## Exercise
Below are the records; give again exactly the line with "pub struct ProxyRequest", the line with "impl Default for", and each line that lies between them, and nothing besides.

## Source data
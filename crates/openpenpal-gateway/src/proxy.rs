//! The request pipeline: select an instance, forward, and on 5xx or
//! transport error retry against another instance with exponential backoff.
//! 4xx responses are the upstream's answer, not an instance failure, and are
//! returned immediately.

use std::sync::Arc;
use std::sync::atomic::Ordering;
use std::time::Duration;

use reqwest::header::HeaderMap;
use reqwest::Method;
use tracing::{debug, warn};

use crate::backend::BackendInstance;
use crate::error::GatewayError;
use crate::registry::ServiceRegistry;

#[derive(Debug, Clone)]
pub struct ProxyRequest {
    pub method: Method,
    pub path: String,
    pub headers: HeaderMap,
    pub body: Vec<u8>,
}

#[derive(Debug, Clone)]
pub struct ProxyResponse {
    pub status: u16,
    pub headers: HeaderMap,
    pub body: Vec<u8>,
}

impl ProxyResponse {
    fn is_retryable(&self) -> bool {
        self.status >= 500
    }
}

/// Backoff schedule for upstream retries: `retry_delay · retry_backoff^attempt`.
#[derive(Debug, Clone)]
pub struct RetryPolicy {
    pub max_retries: u32,
    pub retry_delay: Duration,
    pub retry_backoff: f64,
}

impl RetryPolicy {
    pub fn delay_for(&self, attempt: u32) -> Duration {
        let factor = self.retry_backoff.powi(attempt as i32);
        Duration::from_secs_f64(self.retry_delay.as_secs_f64() * factor)
    }
}

impl Default for RetryPolicy {
    fn default() -> Self {
        Self {
            max_retries: 3,
            retry_delay: Duration::from_millis(200),
            retry_backoff: 2.0,
        }
    }
}

pub struct RequestPipeline {
    registry: Arc<ServiceRegistry>,
    policy: RetryPolicy,
    client: reqwest::Client,
}

impl RequestPipeline {
    pub fn new(registry: Arc<ServiceRegistry>, policy: RetryPolicy, upstream_timeout: Duration) -> Self {
        let client = reqwest::Client::builder()
            .timeout(upstream_timeout)
            .build()
            .expect("reqwest client construction cannot fail with static options");
        Self { registry, policy, client }
    }

    /// Forwards `req` to an instance of `service_name`, retrying per policy.
    /// `key` feeds the consistent-hash algorithm when configured.
    pub async fn dispatch(
        &self,
        service_name: &str,
        key: Option<&str>,
        req: ProxyRequest,
    ) -> Result<ProxyResponse, GatewayError> {
        self.dispatch_with(service_name, key, req, |instance, req| self.send(instance, req))
            .await
    }

    /// The pipeline with the transport abstracted out, so retry and
    /// health-marking behavior is testable without a live upstream. Each
    /// attempt receives its own clone of the request.
    pub(crate) async fn dispatch_with<F, Fut>(
        &self,
        service_name: &str,
        key: Option<&str>,
        req: ProxyRequest,
        send: F,
    ) -> Result<ProxyResponse, GatewayError>
    where
        F: Fn(Arc<BackendInstance>, ProxyRequest) -> Fut,
        Fut: std::future::Future<Output = Result<ProxyResponse, GatewayError>>,
    {
        let attempts = self.policy.max_retries + 1;
        let mut last_instance: Option<Arc<BackendInstance>> = None;
        let mut last_error = GatewayError::RetriesExhausted;

        for attempt in 0..attempts {
            let instance = self.pick(service_name, key, last_instance.as_deref())?;

            instance.stats.active_connections.fetch_add(1, Ordering::Relaxed);
            let started = std::time::Instant::now();
            let outcome = send(instance.clone(), req.clone()).await;
            let elapsed = started.elapsed();
            instance.stats.active_connections.fetch_sub(1, Ordering::Relaxed);

            match outcome {
                Ok(response) if !response.is_retryable() => {
                    self.registry.update_stats(service_name, &instance, elapsed, true);
                    return Ok(response);
                }
                Ok(response) => {
                    self.registry.update_stats(service_name, &instance, elapsed, false);
                    debug!(service = service_name, host = %instance.host, status = response.status, attempt, "upstream 5xx, retrying");
                    last_error = GatewayError::RetriesExhausted;
                }
                Err(err) => {
                    self.registry.update_stats(service_name, &instance, elapsed, false);
                    debug!(service = service_name, host = %instance.host, %err, attempt, "transport error, retrying");
                    last_error = err;
                }
            }

            last_instance = Some(instance);
            if attempt + 1 < attempts {
                tokio::time::sleep(self.policy.delay_for(attempt)).await;
            }
        }

        if let Some(instance) = last_instance {
            let was_healthy = instance.mark_unhealthy();
            if was_healthy {
                warn!(service = service_name, host = %instance.host, "marked unhealthy after retry exhaustion");
            }
        }
        match last_error {
            GatewayError::UpstreamTimeout => Err(GatewayError::RetriesExhausted),
            GatewayError::Transport(_) => Err(GatewayError::RetriesExhausted),
            other => Err(other),
        }
    }

    /// Selects an instance, preferring one that differs from the instance
    /// the previous attempt failed on when the pool allows it.
    fn pick(
        &self,
        service_name: &str,
        key: Option<&str>,
        avoid: Option<&BackendInstance>,
    ) -> Result<Arc<BackendInstance>, GatewayError> {
        let first = self.registry.select(service_name, key)?;
        match avoid {
            Some(previous) if previous.host == first.host => {
                let second = self.registry.select(service_name, key)?;
                Ok(second)
            }
            _ => Ok(first),
        }
    }

    async fn send(&self, instance: Arc<BackendInstance>, req: ProxyRequest) -> Result<ProxyResponse, GatewayError> {
        let url = format!("{}{}", instance.host, req.path);
        let response = self
            .client
            .request(req.method, &url)
            .headers(req.headers)
            .body(req.body)
            .send()
            .await
            .map_err(|e| {
                if e.is_timeout() {
                    GatewayError::UpstreamTimeout
                } else {
                    GatewayError::Transport(e.to_string())
                }
            })?;

        let status = response.status().as_u16();
        let headers = response.headers().clone();
        let body = response
            .bytes()
            .await
            .map_err(|e| GatewayError::Transport(e.to_string()))?
            .to_vec();
        Ok(ProxyResponse { status, headers, body })
    }
}

#[cfg(test)]
mod tests {
    use super::*;
    use std::sync::atomic::AtomicU32;

    fn pipeline_with(hosts: &[&str], max_retries: u32) -> (RequestPipeline, Arc<ServiceRegistry>) {
        let registry = Arc::new(ServiceRegistry::new());
        let instances = hosts
            .iter()
            .map(|host| Arc::new(BackendInstance::new("letters", *host, 1, "/health")))
            .collect();
        registry.register("letters", instances, "round_robin").unwrap();
        let policy = RetryPolicy {
            max_retries,
            retry_delay: Duration::from_millis(1),
            retry_backoff: 2.0,
        };
        (
            RequestPipeline::new(registry.clone(), policy, Duration::from_secs(1)),
            registry,
        )
    }

    fn get_request() -> ProxyRequest {
        ProxyRequest {
            method: Method::GET,
            path: "/api/v1/letters".to_string(),
            headers: HeaderMap::new(),
            body: vec![],
        }
    }

    fn response(status: u16) -> ProxyResponse {
        ProxyResponse {
            status,
            headers: HeaderMap::new(),
            body: vec![],
        }
    }

    #[tokio::test]
    async fn success_on_first_attempt_returns_response() {
        let (pipeline, _) = pipeline_with(&["http://a"], 3);
        let result = pipeline
            .dispatch_with("letters", None, get_request(), |_, _| async { Ok(response(200)) })
            .await
            .unwrap();
        assert_eq!(result.status, 200);
    }

    #[tokio::test]
    async fn five_xx_retries_on_another_instance() {
        let (pipeline, _) = pipeline_with(&["http://a", "http://b"], 3);
        let calls = AtomicU32::new(0);
        let result = pipeline
            .dispatch_with("letters", None, get_request(), |instance, _| {
                let n = calls.fetch_add(1, Ordering::SeqCst);
                let host = instance.host.clone();
                async move {
                    if n == 0 {
                        Ok(response(502))
                    } else {
                        assert_ne!(host, "http://a", "retry must land on a different instance");
                        Ok(response(200))
                    }
                }
            })
            .await
            .unwrap();
        assert_eq!(result.status, 200);
        assert_eq!(calls.load(Ordering::SeqCst), 2);
    }

    #[tokio::test]
    async fn four_xx_is_returned_without_retry() {
        let (pipeline, _) = pipeline_with(&["http://a", "http://b"], 3);
        let calls = AtomicU32::new(0);
        let result = pipeline
            .dispatch_with("letters", None, get_request(), |_, _| {
                calls.fetch_add(1, Ordering::SeqCst);
                async { Ok(response(404)) }
            })
            .await
            .unwrap();
        assert_eq!(result.status, 404);
        assert_eq!(calls.load(Ordering::SeqCst), 1);
    }

    #[tokio::test]
    async fn exhaustion_fails_and_marks_last_instance_unhealthy() {
        let (pipeline, registry) = pipeline_with(&["http://a", "http://b"], 2);
        let result = pipeline
            .dispatch_with("letters", None, get_request(), |_, _| async {
                Err(GatewayError::Transport("connection refused".to_string()))
            })
            .await;
        assert_eq!(result.unwrap_err(), GatewayError::RetriesExhausted);
        let unhealthy = registry.health_snapshot().iter().filter(|h| !h.healthy).count();
        assert_eq!(unhealthy, 1);
    }

    #[test]
    fn backoff_delays_grow_geometrically() {
        let policy = RetryPolicy {
            max_retries: 3,
            retry_delay: Duration::from_millis(100),
            retry_backoff: 2.0,
        };
        assert_eq!(policy.delay_for(0), Duration::from_millis(100));
        assert_eq!(policy.delay_for(1), Duration::from_millis(200));
        assert_eq!(policy.delay_for(2), Duration::from_millis(400));
    }
}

## Written reply
pub struct ProxyRequest {
    pub method: Method,
    pub path: String,
    pub headers: HeaderMap,
    pub body: Vec<u8>,
}

#[derive(Debug, Clone)]
pub struct ProxyResponse {
    pub status: u16,
    pub headers: HeaderMap,
    pub body: Vec<u8>,
}

impl ProxyResponse {
    fn is_retryable(&self) -> bool {
        self.status >= 500
    }
}

/// Backoff schedule for upstream retries: `retry_delay · retry_backoff^attempt`.
#[derive(Debug, Clone)]
pub struct RetryPolicy {
    pub max_retries: u32,
    pub retry_delay: Duration,
    pub retry_backoff: f64,
}

impl RetryPolicy {
    pub fn delay_for(&self, attempt: u32) -> Duration {
        let factor = self.retry_backoff.powi(attempt as i32);
        Duration::from_secs_f64(self.retry_delay.as_secs_f64() * factor)
    }
}

impl Default for RetryPolicy {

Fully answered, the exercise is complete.